# Task statement
What follows is a set of records. Repeat every one of them exactly.
**********
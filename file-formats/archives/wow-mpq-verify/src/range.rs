//! Byte range covered by an archive signature

use crate::Result;
use crate::archive::ArchiveSource;

/// Warcraft III map header magic ('HM3W')
pub const MAP_HEADER_MAGIC: [u8; 4] = *b"HM3W";

/// The part of the underlying file that a signature covers
#[derive(Debug, Clone, Copy, PartialEq, Eq)]
pub struct ArchiveRange {
    /// Absolute offset where hashing starts
    pub begin_mpq_data: u64,
    /// Absolute offset where hashing stops
    pub end_mpq_data: u64,
    /// Size of the entire underlying file
    pub end_of_file: u64,
}

impl ArchiveRange {
    /// Bytes between the end of the archive data and the end of the file
    pub fn trailing_bytes(&self) -> u64 {
        self.end_of_file.saturating_sub(self.end_mpq_data)
    }
}

/// Calculate begin and end of the signed data.
///
/// Hashing starts at the MPQ header, except for Warcraft III maps whose
/// `HM3W` header is signed together with the archive. It ends at the
/// furthest of the last allocated file byte and the ends of the hash, block
/// and hi-block tables, which leaves anything appended after the archive
/// (such as a strong signature) outside the range.
pub fn calculate_archive_range<A: ArchiveSource + ?Sized>(archive: &mut A) -> Result<ArchiveRange> {
    let mut begin_mpq_data = archive.archive_offset();
    let end_of_file = archive.file_size()?;

    if end_of_file >= MAP_HEADER_MAGIC.len() as u64 {
        let mut magic = [0u8; 4];
        archive.read_at(0, &mut magic)?;
        if magic == MAP_HEADER_MAGIC {
            log::debug!("Map header found, hashing from file start");
            begin_mpq_data = 0;
        }
    }

    let layout = archive.table_layout()?;
    let end_mpq_data = [
        Some(archive.free_space_offset()?),
        Some(layout.hash_table_end()?),
        Some(layout.block_table_end()?),
        layout.hi_block_table_end()?,
    ]
    .into_iter()
    .flatten()
    .max()
    .unwrap_or(begin_mpq_data);

    log::debug!(
        "Archive range 0x{:X}-0x{:X}, file size 0x{:X}",
        begin_mpq_data,
        end_mpq_data,
        end_of_file
    );

    Ok(ArchiveRange {
        begin_mpq_data,
        end_mpq_data,
        end_of_file,
    })
}
//! Signature location and digests

use crate::common::{ARCHIVE_END, ARCHIVE_OFFSET, archive_builder};
use sha1::{Digest, Sha1};
use wow_mpq_verify::signature::{
    SIGNATURE_FILE_NAME, STRONG_SIGNATURE_BLOCK_SIZE, STRONG_SIGNATURE_HEADER,
    WEAK_SIGNATURE_FILE_SIZE,
};
use wow_mpq_verify::{
    MemoryMember, SignatureType, calculate_mpq_hash_md5, calculate_mpq_hash_sha1,
    query_signature_info,
};

#[test]
fn test_unsigned_archive_info() {
    let mut archive = archive_builder().build();

    let info = query_signature_info(&mut archive).unwrap();
    assert_eq!(info.signature_type, SignatureType::None);
    assert_eq!(info.begin_mpq_data, ARCHIVE_OFFSET);
    assert_eq!(info.end_mpq_data, ARCHIVE_END);
    assert!(!info.has_exclusion());
}

#[test]
fn test_weak_signature_exclusion_zone() {
    let mut archive = archive_builder()
        .member(MemoryMember::new(
            SIGNATURE_FILE_NAME,
            0x2800,
            vec![0x5A; WEAK_SIGNATURE_FILE_SIZE],
        ))
        .build();

    let info = query_signature_info(&mut archive).unwrap();
    assert_eq!(info.signature_type, SignatureType::Weak);
    assert_eq!(info.begin_exclude, ARCHIVE_OFFSET + 0x2800);
    assert_eq!(info.end_exclude, ARCHIVE_OFFSET + 0x2800 + 72);
    assert!(info.begin_mpq_data <= info.begin_exclude);
    assert!(info.end_exclude <= info.end_mpq_data);
    assert!(info.end_mpq_data <= info.end_of_file);
}

#[test]
fn test_weak_digest_ignores_signature_content() {
    let signed = |fill: u8| {
        archive_builder()
            .member(MemoryMember::new(
                SIGNATURE_FILE_NAME,
                0x2800,
                vec![fill; WEAK_SIGNATURE_FILE_SIZE],
            ))
            .build()
    };

    let mut first = signed(0x00);
    let mut second = signed(0xFF);
    let info = query_signature_info(&mut first).unwrap();

    assert_eq!(
        calculate_mpq_hash_md5(&mut first, &info).unwrap(),
        calculate_mpq_hash_md5(&mut second, &info).unwrap()
    );
}

#[test]
fn test_strong_signature_block() {
    let mut archive = archive_builder().build();
    let mut block = STRONG_SIGNATURE_HEADER.to_vec();
    block.extend([0x42; 256]);
    archive.append(&block);

    let info = query_signature_info(&mut archive).unwrap();
    assert_eq!(info.signature_type, SignatureType::Strong);
    assert_eq!(info.end_mpq_data, ARCHIVE_END);
    assert_eq!(info.end_of_file, ARCHIVE_END + STRONG_SIGNATURE_BLOCK_SIZE as u64);
    assert_eq!(info.strong_signature().unwrap(), &[0x42; 256][..]);
}

#[test]
fn test_strong_digest_tails() {
    let mut archive = archive_builder().build();
    archive.append(&[0u8; STRONG_SIGNATURE_BLOCK_SIZE]);
    let info = query_signature_info(&mut archive).unwrap();

    let digests = calculate_mpq_hash_sha1(&mut archive, &info).unwrap();

    let signed = &archive.image()[ARCHIVE_OFFSET as usize..ARCHIVE_END as usize];
    let plain: [u8; 20] = Sha1::digest(signed).into();
    let mut hasher = Sha1::new();
    hasher.update(signed);
    hasher.update(b"TEST.W3X");
    let with_name: [u8; 20] = hasher.finalize().into();

    assert_eq!(digests.tail0, plain);
    assert_eq!(digests.tail1, with_name);
    assert_ne!(digests.tail2, plain);
}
**********
# Solution for this exercise
filename file-formats/archives/wow-mpq-verify/src/range.rs
//! Byte range covered by an archive signature

use crate::Result;
use crate::archive::ArchiveSource;

/// Warcraft III map header magic ('HM3W')
pub const MAP_HEADER_MAGIC: [u8; 4] = *b"HM3W";

/// The part of the underlying file that a signature covers
#[derive(Debug, Clone, Copy, PartialEq, Eq)]
pub struct ArchiveRange {
    /// Absolute offset where hashing starts
    pub begin_mpq_data: u64,
    /// Absolute offset where hashing stops
    pub end_mpq_data: u64,
    /// Size of the entire underlying file
    pub end_of_file: u64,
}

impl ArchiveRange {
    /// Bytes between the end of the archive data and the end of the file
    pub fn trailing_bytes(&self) -> u64 {
        self.end_of_file.saturating_sub(self.end_mpq_data)
    }
}

/// Calculate begin and end of the signed data.
///
/// Hashing starts at the MPQ header, except for Warcraft III maps whose
/// `HM3W` header is signed together with the archive. It ends at the
/// furthest of the last allocated file byte and the ends of the hash, block
/// and hi-block tables, which leaves anything appended after the archive
/// (such as a strong signature) outside the range.
pub fn calculate_archive_range<A: ArchiveSource + ?Sized>(archive: &mut A) -> Result<ArchiveRange> {
    let mut begin_mpq_data = archive.archive_offset();
    let end_of_file = archive.file_size()?;

    if end_of_file >= MAP_HEADER_MAGIC.len() as u64 {
        let mut magic = [0u8; 4];
        archive.read_at(0, &mut magic)?;
        if magic == MAP_HEADER_MAGIC {
            log::debug!("Map header found, hashing from file start");
            begin_mpq_data = 0;
        }
    }

    let layout = archive.table_layout()?;
    let end_mpq_data = [
        Some(archive.free_space_offset()?),
        Some(layout.hash_table_end()?),
        Some(layout.block_table_end()?),
        layout.hi_block_table_end()?,
    ]
    .into_iter()
    .flatten()
    .max()
    .unwrap_or(begin_mpq_data);

    log::debug!(
        "Archive range 0x{:X}-0x{:X}, file size 0x{:X}",
        begin_mpq_data,
        end_mpq_data,
        end_of_file
    );

    Ok(ArchiveRange {
        begin_mpq_data,
        end_mpq_data,
        end_of_file,
    })
}
//! Signature location and digests

use crate::common::{ARCHIVE_END, ARCHIVE_OFFSET, archive_builder};
use sha1::{Digest, Sha1};
use wow_mpq_verify::signature::{
    SIGNATURE_FILE_NAME, STRONG_SIGNATURE_BLOCK_SIZE, STRONG_SIGNATURE_HEADER,
    WEAK_SIGNATURE_FILE_SIZE,
};
use wow_mpq_verify::{
    MemoryMember, SignatureType, calculate_mpq_hash_md5, calculate_mpq_hash_sha1,
    query_signature_info,
};

#[test]
fn test_unsigned_archive_info() {
    let mut archive = archive_builder().build();

    let info = query_signature_info(&mut archive).unwrap();
    assert_eq!(info.signature_type, SignatureType::None);
    assert_eq!(info.begin_mpq_data, ARCHIVE_OFFSET);
    assert_eq!(info.end_mpq_data, ARCHIVE_END);
    assert!(!info.has_exclusion());
}

#[test]
fn test_weak_signature_exclusion_zone() {
    let mut archive = archive_builder()
        .member(MemoryMember::new(
            SIGNATURE_FILE_NAME,
            0x2800,
            vec![0x5A; WEAK_SIGNATURE_FILE_SIZE],
        ))
        .build();

    let info = query_signature_info(&mut archive).unwrap();
    assert_eq!(info.signature_type, SignatureType::Weak);
    assert_eq!(info.begin_exclude, ARCHIVE_OFFSET + 0x2800);
    assert_eq!(info.end_exclude, ARCHIVE_OFFSET + 0x2800 + 72);
    assert!(info.begin_mpq_data <= info.begin_exclude);
    assert!(info.end_exclude <= info.end_mpq_data);
    assert!(info.end_mpq_data <= info.end_of_file);
}

#[test]
fn test_weak_digest_ignores_signature_content() {
    let signed = |fill: u8| {
        archive_builder()
            .member(MemoryMember::new(
                SIGNATURE_FILE_NAME,
                0x2800,
                vec![fill; WEAK_SIGNATURE_FILE_SIZE],
            ))
            .build()
    };

    let mut first = signed(0x00);
    let mut second = signed(0xFF);
    let info = query_signature_info(&mut first).unwrap();

    assert_eq!(
        calculate_mpq_hash_md5(&mut first, &info).unwrap(),
        calculate_mpq_hash_md5(&mut second, &info).unwrap()
    );
}

#[test]
fn test_strong_signature_block() {
    let mut archive = archive_builder().build();
    let mut block = STRONG_SIGNATURE_HEADER.to_vec();
    block.extend([0x42; 256]);
    archive.append(&block);

    let info = query_signature_info(&mut archive).unwrap();
    assert_eq!(info.signature_type, SignatureType::Strong);
    assert_eq!(info.end_mpq_data, ARCHIVE_END);
    assert_eq!(info.end_of_file, ARCHIVE_END + STRONG_SIGNATURE_BLOCK_SIZE as u64);
    assert_eq!(info.strong_signature().unwrap(), &[0x42; 256][..]);
}

#[test]
fn test_strong_digest_tails() {
    let mut archive = archive_builder().build();
    archive.append(&[0u8; STRONG_SIGNATURE_BLOCK_SIZE]);
    let info = query_signature_info(&mut archive).unwrap();

    let digests = calculate_mpq_hash_sha1(&mut archive, &info).unwrap();

    let signed = &archive.image()[ARCHIVE_OFFSET as usize..ARCHIVE_END as usize];
    let plain: [u8; 20] = Sha1::digest(signed).into();
    let mut hasher = Sha1::new();
    hasher.update(signed);
    hasher.update(b"TEST.W3X");
    let with_name: [u8; 20] = hasher.finalize().into();

    assert_eq!(digests.tail0, plain);
    assert_eq!(digests.tail1, with_name);
    assert_ne!(digests.tail2, plain);
}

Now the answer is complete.